Some of the most dramatic outcomes of the current crisis could have been mitigated, had prevention measures been put in place to reduce inequality and to strengthen laws, policies and institutions that uphold human rights.
A key such preventive measure would be to give effect to the UN Guiding Principles. They reinforce our calls to tackle this crisis head on by “building forward better”, clearly setting out the responsibilities of businesses and directing them to take a sustainable, people-centered path and to help address the key issues of our age, including social equality and climate change.

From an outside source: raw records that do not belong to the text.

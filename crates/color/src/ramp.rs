//! Intensity to color ramp.
//!
//! A four-segment piecewise-linear ramp tuned for intensities in `[0, 255]`:
//!
//! | intensity      | red        | green          | blue           |
//! |----------------|------------|----------------|----------------|
//! | `..=34`        | 0          | `i*255/34`     | 255            |
//! | `35..=67`      | 0          | 255            | `(67-i)*255/33`|
//! | `68..=100`     | `(i-67)*255/33` | 255       | 0              |
//! | `101..`        | 255        | `(255-i)*255/156` | 0           |
//!
//! Divisions floor. Channel values outside `[0, 255]` (negative intensities,
//! or anything above 255 in the last segment) are reduced to their low
//! 8 bits, so they wrap modulo 256 instead of saturating. Use
//! [`ChannelOverflow::Clamp`] to saturate instead.

use xyzi2rgb_core::Rgb;

const SEGMENT_CYAN_END: i128 = 34;
const SEGMENT_GREEN_END: i128 = 67;
const SEGMENT_YELLOW_END: i128 = 100;
const TOP: i128 = 255;
const TOP_SPAN: i128 = 256 - SEGMENT_YELLOW_END;

/// What to do with a channel value computed outside `[0, 255]`.
#[derive(Debug, Clone, Copy, PartialEq, Eq, Default)]
pub enum ChannelOverflow {
    /// Keep the low 8 bits. Matches the PCL-era colorizer bit for bit.
    #[default]
    Wrap,
    /// Saturate to `0` or `255`. Deviates from the reference colors for
    /// intensities above 255 and below 0.
    Clamp,
}

#[derive(Debug, Clone, Copy, PartialEq, Eq, Default)]
pub struct ColorRamp {
    pub overflow: ChannelOverflow,
}

impl ColorRamp {
    pub fn new(overflow: ChannelOverflow) -> Self {
        Self { overflow }
    }

    pub fn map(&self, intensity: i64) -> Rgb {
        let [r, g, b] = raw_channels(intensity);
        match self.overflow {
            // The truncating cast keeps the low 8 bits that `from_channels` masks.
            ChannelOverflow::Wrap => Rgb::from_channels(r as i64, g as i64, b as i64),
            ChannelOverflow::Clamp => Rgb::new(clamp(r), clamp(g), clamp(b)),
        }
    }
}

/// Maps an intensity to a color with 8-bit wraparound.
///
/// ```
/// use xyzi2rgb_color::intensity_to_rgb;
/// use xyzi2rgb_core::Rgb;
///
/// assert_eq!(intensity_to_rgb(20), Rgb::new(0, 150, 255));
/// assert_eq!(intensity_to_rgb(100), Rgb::new(255, 255, 0));
/// ```
pub fn intensity_to_rgb(intensity: i64) -> Rgb {
    ColorRamp::default().map(intensity)
}

/// Unmasked channel values. `i128` keeps `i64::MAX * 255` representable.
fn raw_channels(intensity: i64) -> [i128; 3] {
    let i = i128::from(intensity);
    if i <= SEGMENT_CYAN_END {
        [0, (i * 255).div_euclid(SEGMENT_CYAN_END), 255]
    } else if i <= SEGMENT_GREEN_END {
        let span = SEGMENT_GREEN_END - SEGMENT_CYAN_END;
        [0, 255, ((SEGMENT_GREEN_END - i) * 255).div_euclid(span)]
    } else if i <= SEGMENT_YELLOW_END {
        let span = SEGMENT_YELLOW_END - SEGMENT_GREEN_END;
        [((i - SEGMENT_GREEN_END) * 255).div_euclid(span), 255, 0]
    } else {
        [255, ((TOP - i) * 255).div_euclid(TOP_SPAN), 0]
    }
}

fn clamp(v: i128) -> u8 {
    v.clamp(0, 255) as u8
}

#[cfg(test)]
mod tests {
    use super::*;
    use proptest::prelude::*;

    #[test]
    fn segment_boundaries() {
        assert_eq!(intensity_to_rgb(0), Rgb::new(0, 0, 255));
        assert_eq!(intensity_to_rgb(34), Rgb::new(0, 255, 255));
        assert_eq!(intensity_to_rgb(35), Rgb::new(0, 255, 247));
        assert_eq!(intensity_to_rgb(67), Rgb::new(0, 255, 0));
        assert_eq!(intensity_to_rgb(68), Rgb::new(7, 255, 0));
        assert_eq!(intensity_to_rgb(100), Rgb::new(255, 255, 0));
        assert_eq!(intensity_to_rgb(101), Rgb::new(255, 251, 0));
        assert_eq!(intensity_to_rgb(255), Rgb::new(255, 0, 0));
    }

    #[test]
    fn mid_segment_values() {
        assert_eq!(intensity_to_rgb(20), Rgb::new(0, 150, 255));
        assert_eq!(intensity_to_rgb(50), Rgb::new(0, 255, 131));
        assert_eq!(intensity_to_rgb(80), Rgb::new(100, 255, 0));
        assert_eq!(intensity_to_rgb(200), Rgb::new(255, 89, 0));
    }

    #[test]
    fn above_255_wraps() {
        // (255 - 256) * 255 / 156 floors to -2
        assert_eq!(intensity_to_rgb(256), Rgb::new(255, 254, 0));
        // (255 - 500) * 255 = -62475, floor(-62475 / 156) = -401, -401 & 0xFF = 111
        assert_eq!(intensity_to_rgb(500), Rgb::new(255, 111, 0));
    }

    #[test]
    fn negative_intensity_wraps() {
        // -255 / 34 floors to -8
        assert_eq!(intensity_to_rgb(-1), Rgb::new(0, 248, 255));
    }

    #[test]
    fn clamp_saturates_instead() {
        let ramp = ColorRamp::new(ChannelOverflow::Clamp);
        assert_eq!(ramp.map(500), Rgb::new(255, 0, 0));
        assert_eq!(ramp.map(-1), Rgb::new(0, 0, 255));
        assert_eq!(ramp.map(20), intensity_to_rgb(20));
    }

    #[test]
    fn extreme_inputs_do_not_overflow() {
        let _ = intensity_to_rgb(i64::MAX);
        let _ = intensity_to_rgb(i64::MIN);
        let ramp = ColorRamp::new(ChannelOverflow::Clamp);
        assert_eq!(ramp.map(i64::MAX), Rgb::new(255, 0, 0));
        assert_eq!(ramp.map(i64::MIN), Rgb::new(0, 0, 255));
    }

    proptest! {
        #[test]
        fn wrap_and_clamp_agree_on_tuned_range(i in 0i64..=255) {
            prop_assert_eq!(
                ColorRamp::new(ChannelOverflow::Wrap).map(i),
                ColorRamp::new(ChannelOverflow::Clamp).map(i)
            );
        }

        #[test]
        fn wrap_is_low_byte_of_unbounded_channels(i in any::<i64>()) {
            let [r, g, b] = raw_channels(i);
            let low = |v: i128| v.rem_euclid(256) as u8;
            prop_assert_eq!(intensity_to_rgb(i), Rgb::new(low(r), low(g), low(b)));
        }

        #[test]
        fn green_rises_in_first_segment(a in 0i64..=34, b in 0i64..=34) {
            let (lo, hi) = if a <= b { (a, b) } else { (b, a) };
            prop_assert!(intensity_to_rgb(lo).g <= intensity_to_rgb(hi).g);
        }

        #[test]
        fn blue_falls_in_second_segment(a in 35i64..=67, b in 35i64..=67) {
            let (lo, hi) = if a <= b { (a, b) } else { (b, a) };
            prop_assert!(intensity_to_rgb(lo).b >= intensity_to_rgb(hi).b);
        }

        #[test]
        fn red_rises_in_third_segment(a in 68i64..=100, b in 68i64..=100) {
            let (lo, hi) = if a <= b { (a, b) } else { (b, a) };
            prop_assert!(intensity_to_rgb(lo).r <= intensity_to_rgb(hi).r);
        }

        #[test]
        fn green_falls_in_last_segment(a in 101i64..=255, b in 101i64..=255) {
            let (lo, hi) = if a <= b { (a, b) } else { (b, a) };
            prop_assert!(intensity_to_rgb(lo).g >= intensity_to_rgb(hi).g);
        }
    }
}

The Guiding Principles also enshrine the responsibilities of governments, and should also guide their response to the pandemic, particularly when extending financial support to struggling companies. Governments should insist that any financial help is contingent on businesses respecting human rights and the dignity of workers and communities they impact.
This should also serve as a key lesson learned: we should ensure that businesses and governments prevent future harm by acting in accordance with the Guiding Principles. This will put us in a better position to address other looming crises such as:
· the ongoing expansion of big tech and surveillance, and its profound human rights impacts;
· the overreliance on fossil fuels that requires us to kick start a transition to a green economy; and
· the rising impact of businesses on increasingly intense and complex conflicts.
As we await a vaccine for Covid-19, all of us, including businesses, can inoculate ourselves against some of the worst effects of these and other crises, by adhering to the UN Guiding Principles.
Next year, the Principles turn 10, and their staying power and growing uptake is a testament to the vision of Professor Ruggie. They have been followed by other promising initiatives, including the EU’s efforts to introduce legislation on mandatory environmental and human rights due diligence, and encouraging progress in Asia marked by the recent adoption of a National Action Plan in my home country, Japan. National Action Plans are also being drafted with UNDP support in Pakistan, Indonesia, Mongolia and India. In other regions, including Africa and the Arab states, there is a need to scale up efforts made to date.
These efforts will inform the Road Map for the next decade of implementation of the UNGPs, which UNDP is very proud to contribute to, in partnership with the UN Working Group. Our Rule of Law and Human Rights Programme has developed a Global Initiative on Business and Human Rights in five regions, through which our teams in Asia, Africa, Arab States, Latin America and Eastern Europe and Central Asia will collect inputs for the roadmap through multi-stakeholder dialogues.
One important such opportunity will be the inaugural Regional Forum on Business and Human Rights for Eastern Europe and Central Asia, hosted by UNDP from 23-25 November.
That event, along with this Forum and all of UNDP’s work in the field of business and human rights, shows the UN’s commitment to the Secretary General’s Vision on Prevention. To realise it, we are engaged in building meaningful partnerships. Indeed, partnerships among UN agencies, Governments, regional organisations, NGOs, academia and the private sector and others are a major reason for the increased recognition of the Business and Human Rights agenda, as exemplified by this Forum.
UNDP’s efforts to ensure public participation and civic space reflect the ethos of the Secretary General’s Call for Action on Human Rights. We will continue to strive together with partners to ensure that businesses act responsibly through a strong, inclusive multilateralism that places human rights at its very centre.